◆ Records supplied
impl FocusEngine {
    /// Fresh engine with default settings and an empty ledger. Reads nothing.
    pub fn new(effects: EffectDispatcher) -> Self {
        Self::from_state(effects, EngineOptions::default(), None)
    }

    /// Fresh engine with the given options. Reads nothing.
    pub fn with_options(effects: EffectDispatcher, options: EngineOptions) -> Self {
        Self::from_state(effects, options, None)
    }

    /// Rehydrate from the durable store behind `effects`.
    ///
    /// A missing, unreadable or malformed blob yields `options.defaults` and an
    /// empty ledger; startup never fails.
    pub fn restore(effects: EffectDispatcher, options: EngineOptions) -> Self {
        let persisted = match effects.store().get(&options.state_key) {
            Ok(Some(raw)) => Some(PersistedState::decode(&raw)),
            Ok(None) => None,
            Err(e) => {
                tracing::warn!(key = %options.state_key, error = %e, "failed to read persisted state, starting fresh");
                None
            }
        };
        if let Some(ref state) = persisted {
            tracing::info!(
                sessions = state.sessions.len(),
                session_count = state.session_count,
                "restored persisted state"
            );
        }
        Self::from_state(effects, options, persisted)
    }

    fn from_state(
        effects: EffectDispatcher,
        options: EngineOptions,
        persisted: Option<PersistedState>,
    ) -> Self {
        let PersistedState {
            settings,
            sessions,
            session_count,
        } = persisted.unwrap_or_else(|| PersistedState {
            settings: options.defaults,
            ..PersistedState::default()
        });

        Self {
            timer: TimerState::idle(SessionKind::Focus, &settings),
            settings,
            ledger: Ledger::from_newest_first(sessions),
            session_count,
            effects,
            clock: options.clock,
            state_key: options.state_key,
        }
    }

    // ── Queries ──────────────────────────────────────────────────────

    pub fn timer(&self) -> TimerState {
        self.timer
    }

    pub fn is_active(&self) -> bool {
        self.timer.is_active
    }

    pub fn is_paused(&self) -> bool {
        self.timer.is_paused
    }

    pub fn time_left(&self) -> u32 {
        self.timer.time_left
    }

    pub fn current_session(&self) -> SessionKind {
        self.timer.current_session
    }

    pub fn session_count(&self) -> u32 {
        self.session_count
    }

    pub fn settings(&self) -> &Settings {
        &self.settings
    }

    pub fn ledger(&self) -> &Ledger {
        &self.ledger
    }

    pub fn effects(&self) -> &EffectDispatcher {
        &self.effects
    }

    /// Configured length of the current segment.
    pub fn total(&self) -> u32 {
        self.settings.duration_for(self.timer.current_session)
    }

    /// 0.0 .. 1.0 progress within the current segment.
    pub fn progress(&self) -> f64 {
        let total = self.total();
        if total == 0 {
            return 0.0;
        }
        let elapsed = f64::from(total) - f64::from(self.timer.time_left);
        (elapsed / f64::from(total)).clamp(0.0, 1.0)
    }

    /// Build a full state snapshot event.
    pub fn snapshot(&self) -> Event {
        Event::StateSnapshot {
            is_active: self.timer.is_active,
            is_paused: self.timer.is_paused,
            session: self.timer.current_session,
            time_left: self.timer.time_left,
            total: self.total(),
            progress: self.progress(),
            display: format_clock(self.timer.time_left),
            session_count: self.session_count,
            at: self.clock.now(),
        }
    }

    /// Focus sessions completed on the current local calendar day.
    pub fn todays_sessions(&self) -> Vec<&Session> {
        self.todays_sessions_at(&self.local_now())
    }

    pub fn todays_sessions_at<Tz: TimeZone>(&self, now: &DateTime<Tz>) -> Vec<&Session> {
        stats::todays_sessions(&self.ledger, now)
    }

    /// Focus totals over the rolling last seven days.
    pub fn weekly_stats(&self) -> WeeklyStats {
        stats::weekly_stats(&self.ledger, &self.clock.now())
    }

    pub fn streak_days(&self) -> u32 {
        stats::streak_days(&self.ledger, &self.local_now())
    }

    pub fn daily_breakdown(&self) -> Vec<DayStats> {
        stats::daily_breakdown(&self.ledger, &self.local_now())
    }

    /// Newest focus sessions, for picking one to journal about.
    pub fn recent_focus_sessions(&self, limit: usize) -> Vec<&Session> {
        self.ledger.focus_sessions().take(limit).collect()
    }

    /// Sessions carrying a journal entry, newest first.
    pub fn journaled_sessions(&self) -> Vec<&Session> {
        self.ledger
            .iter()
            .filter(|s| s.journal_entry.is_some())
            .collect()
    }

    // ── Commands ─────────────────────────────────────────────────────

    pub fn start_timer(&mut self) -> Option<Event> {
        if self.timer.time_left == 0 {
            self.timer.time_left = self.total();
        }
        self.timer.is_active = true;
        self.timer.is_paused = false;
        self.reschedule_notification();
        tracing::debug!(session = %self.timer.current_session, time_left = self.timer.time_left, "timer started");
        Some(Event::TimerStarted {
            session: self.timer.current_session,
            time_left: self.timer.time_left,
            at: self.clock.now(),
        })
    }

    /// Toggle pause. Ignored while the timer is not active.
    pub fn pause_timer(&mut self) -> Option<Event> {
        if !self.timer.is_active {
            tracing::debug!("pause ignored, timer is not active");
            return None;
        }

        let at = self.clock.now();
        if self.timer.is_paused {
            self.timer.is_paused = false;
            self.reschedule_notification();
            Some(Event::TimerResumed {
                time_left: self.timer.time_left,
                at,
            })
        } else {
            self.timer.is_paused = true;
            self.effects.dispatch(Effect::CancelNotifications);
            Some(Event::TimerPaused {
                time_left: self.timer.time_left,
                at,
            })
        }
    }

    /// Stop and rewind the current segment. The cycle position and ledger are untouched.
    pub fn reset_timer(&mut self) -> Option<Event> {
        self.effects.dispatch(Effect::CancelNotifications);
        self.timer = TimerState::idle(self.timer.current_session, &self.settings);
        Some(Event::TimerReset {
            session: self.timer.current_session,
            time_left: self.timer.time_left,
            at: self.clock.now(),
        })
    }

    /// Call once per second. Returns `Some(Event::SessionCompleted)` when the segment ends.
    pub fn tick(&mut self) -> Option<Event> {
        if !self.timer.is_running() {
            return None;
        }
        if self.timer.time_left <= 1 {
            return self.complete_session();
        }
        self.timer.time_left -= 1;
        None
    }

    /// End the current segment, record it and move to the next one.
    pub fn complete_session(&mut self) -> Option<Event> {
        let ended = self.timer.current_session;
        let at = self.clock.now();
        let session = Session {
            id: Uuid::new_v4().to_string(),
            duration: self.settings.duration_for(ended),
            completed_at: at,
            kind: ended.record_kind(),
            journal_entry: None,
        };
        let session_id = session.id.clone();

        if ended.is_focus() {
            self.session_count = self.session_count.saturating_add(1);
        }
        let next = next_segment(
            ended,
            self.session_count,
            self.settings.sessions_before_long_break,
        );

        self.ledger.record(session);
        self.timer = TimerState::idle(next, &self.settings);
        self.effects.dispatch(Effect::CancelNotifications);
        self.persist();

        tracing::debug!(%ended, %next, session_count = self.session_count, "segment completed");
        Some(Event::SessionCompleted {
            session_id,
            ended,
            next,
            session_count: self.session_count,
            time_left: self.timer.time_left,
            at,
        })
    }

    /// Merge `patch` into the settings.
    ///
    /// While the timer is idle, a new duration for the current segment kind is
    /// applied to `time_left` right away; a running countdown is left alone.
    pub fn update_settings(&mut self, patch: SettingsPatch) -> Option<Event> {
        self.settings.merge(&patch);

        if !self.timer.is_active {
            if let Some(duration) = patch.duration_for(self.timer.current_session) {
                self.timer.time_left = duration;
            }
        }
        if patch.notifications_enabled == Some(false) {
            self.effects.dispatch(Effect::CancelNotifications);
        }
        self.persist();

        Some(Event::SettingsUpdated {
            settings: self.settings.clone(),
            time_left: self.timer.time_left,
            at: self.clock.now(),
        })
    }

    /// Attach or replace the journal text of a ledger entry. Unknown ids are ignored.
    pub fn add_journal_entry(&mut self, session_id: &str, text: impl Into<String>) -> Option<Event> {
        if !self.ledger.set_journal(session_id, text.into()) {
            tracing::debug!(%session_id, "journal entry for unknown session ignored");
            return None;
        }
        self.persist();
        Some(Event::JournalUpdated {
            session_id: session_id.to_string(),
            at: self.clock.now(),
        })
    }

    /// Wait for queued persistence and notification effects to finish.
    pub async fn flush(&self) {
        self.effects.flush().await;
    }

    // ── Internal ─────────────────────────────────────────────────────

    fn reschedule_notification(&self) {
        self.effects.dispatch(Effect::CancelNotifications);
        if self.settings.notifications_enabled {
            self.effects.dispatch(Effect::ScheduleNotification {
                after_secs: u64::from(self.timer.time_left),
                kind: self.timer.current_session,
            });
        }
    }

    fn persisted_state(&self) -> PersistedState {
        PersistedState {
            settings: self.settings.clone(),
            sessions: self.ledger.to_vec(),
            session_count: self.session_count,
        }
    }

    fn persist(&self) {
        match self.persisted_state().encode() {
            Ok(blob) => self.effects.dispatch(Effect::Persist {
                key: self.state_key.clone(),
                blob,
            }),
            Err(e) => tracing::warn!(error = %e, "failed to encode engine state"),
        }
    }

    fn local_now(&self) -> DateTime<Local> {
        self.clock.now().with_timezone(&Local)
    }
}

◆ Goal of the exercise
In the listing above, find the line with "state snapshot event." and the line with "pub fn todays_sessions(&self)", then print exactly those lines and every line between them.

◆ Written solution
    /// Build a full state snapshot event.
    pub fn snapshot(&self) -> Event {
        Event::StateSnapshot {
            is_active: self.timer.is_active,
            is_paused: self.timer.is_paused,
            session: self.timer.current_session,
            time_left: self.timer.time_left,
            total: self.total(),
            progress: self.progress(),
            display: format_clock(self.timer.time_left),
            session_count: self.session_count,
            at: self.clock.now(),
        }
    }

    /// Focus sessions completed on the current local calendar day.
    pub fn todays_sessions(&self) -> Vec<&Session> {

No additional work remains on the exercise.